If the monades seem to hold account from/to each other, it is because God created them so that it is thus. It is of God that the monades are created of a blow by fulguration , to the state of individuality which does them like small gods. Each one has a point of view of on the world, a sight of the Univers in miniature, and all its prospects have an internal coherence together, while God has the infinity from the points of view which it creates in the form of these individual substances. The force and the thought close friends of the monades are thus a divine force and a thought. And it harmony is right from the start in the spirit of God, C. - with-D. it is preestablished.

It finally comes out from this idea of the monade that the universe does not exist apart from the monade, but that it is the whole of all the prospects. These prospects are born from God. All the problems of the Philosophie are thus moved in the Théologie.

This transposition poses problems which are not really solved by Leibniz:

how an absolute substance can be born?
how God can it have an infinity of prospects and make substances within a preestablished harmony of them?
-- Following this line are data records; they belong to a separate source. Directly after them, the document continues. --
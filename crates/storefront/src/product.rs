// ABOUTME: Typed Product view over a Record produced by the amazon-product schema.
// ABOUTME: Serializes camelCase so it matches the generic record's JSON shape.

use serde::{Deserialize, Serialize};

use crate::record::{Attribute, Record};

/// A product listing as extracted from a detail page.
#[derive(Debug, Clone, PartialEq, Default, Serialize, Deserialize)]
#[serde(rename_all = "camelCase")]
pub struct Product {
    pub title: String,
    pub price: Option<f64>,
    pub list_price: Option<f64>,
    pub review_rating: Option<f64>,
    pub review_count: Option<f64>,
    pub image_urls: Vec<String>,
    pub attributes: Vec<Attribute>,
}

impl Product {
    /// Maps the record's fields by name; missing or mistyped fields fall back to defaults.
    pub fn from_record(record: &Record) -> Self {
        Self {
            title: record.text("title").unwrap_or_default().to_string(),
            price: record.number("price"),
            list_price: record.number("listPrice"),
            review_rating: record.number("reviewRating"),
            review_count: record.number("reviewCount"),
            image_urls: record.list("imageUrls").unwrap_or_default().to_vec(),
            attributes: record.table("attributes").unwrap_or_default().to_vec(),
        }
    }

    /// Returns true if the listing shows a discount against its list price.
    pub fn is_discounted(&self) -> bool {
        matches!((self.price, self.list_price), (Some(p), Some(l)) if p < l)
    }

    /// Value of the first attribute with the given label.
    pub fn attribute(&self, label: &str) -> Option<&str> {
        self.attributes
            .iter()
            .find(|a| a.label == label)
            .map(|a| a.value.as_str())
    }
}

impl From<&Record> for Product {
    fn from(record: &Record) -> Self {
        Product::from_record(record)
    }
}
Malebranche will summarize all that in a formula: God does not create gods . What also means that Spinoza was more consequent when he admitted the existence only of only one substance.

Union of the heart and the body

Its Theory of the union of the heart and the body follows its idea of the monade naturally. The body is an aggregate of monades, whose relationship with the heart is regulated from the beginning as two clocks that one would have synchronized. Leibniz describes thus the representation of the body (C. - with-D. multiple) by the heart:

“the hearts are units and the bodies are multitudes. But the units, though they are indivisible, and without part, do not leave represent multitudes, about as all the lines of the circumference meet in the center. ”

Théodicée

The term of “ théodicée means” étymologiquement “; justification of Dieu ” (of the Greek théos, God, and dikè, justification), it is in other words a speech proposing to take the defense of God, face in particular to the question of its responsibility relating to the existence for the evil in this world. It is essential to underline the main issue of théodicée the leibnizienne. The question is initially: how to grant the existence of the evil with the idea of the general perfection of the universe? But, across the internal difficulties with metaphysics leibnizienne, one finds the problem following: how to grant the idea of the responsibility or the culpability of the man in the evil with the feeling which this man acts in the only way of which it was possible that it acted. The response of Leibniz to the conflict between need and freedom is original.

The example of Judas the traitor, such as it is analyzed in section 30 of the Speech of Metaphysics is lighting: admittedly, it was foreseeable of any eternity that this Judas-là from which God let the gasoline come to the existence, would sin as it sinned, but nevertheless it is well him which sins. The fact that this limited being, imperfect (like any creature) enters the general plan of creation, and thus car in a direction its existence of God, does not wash it in itself of its imperfection. It is well him which is imperfect, just as the toothed wheel, in a watch, is anything else only one toothed wheel: the fact that the clock and watch maker uses it to manufacture a watch makes this clock and watch maker responsible owing to the fact that this toothed wheel is not anything else, nothing for better than a toothed wheel.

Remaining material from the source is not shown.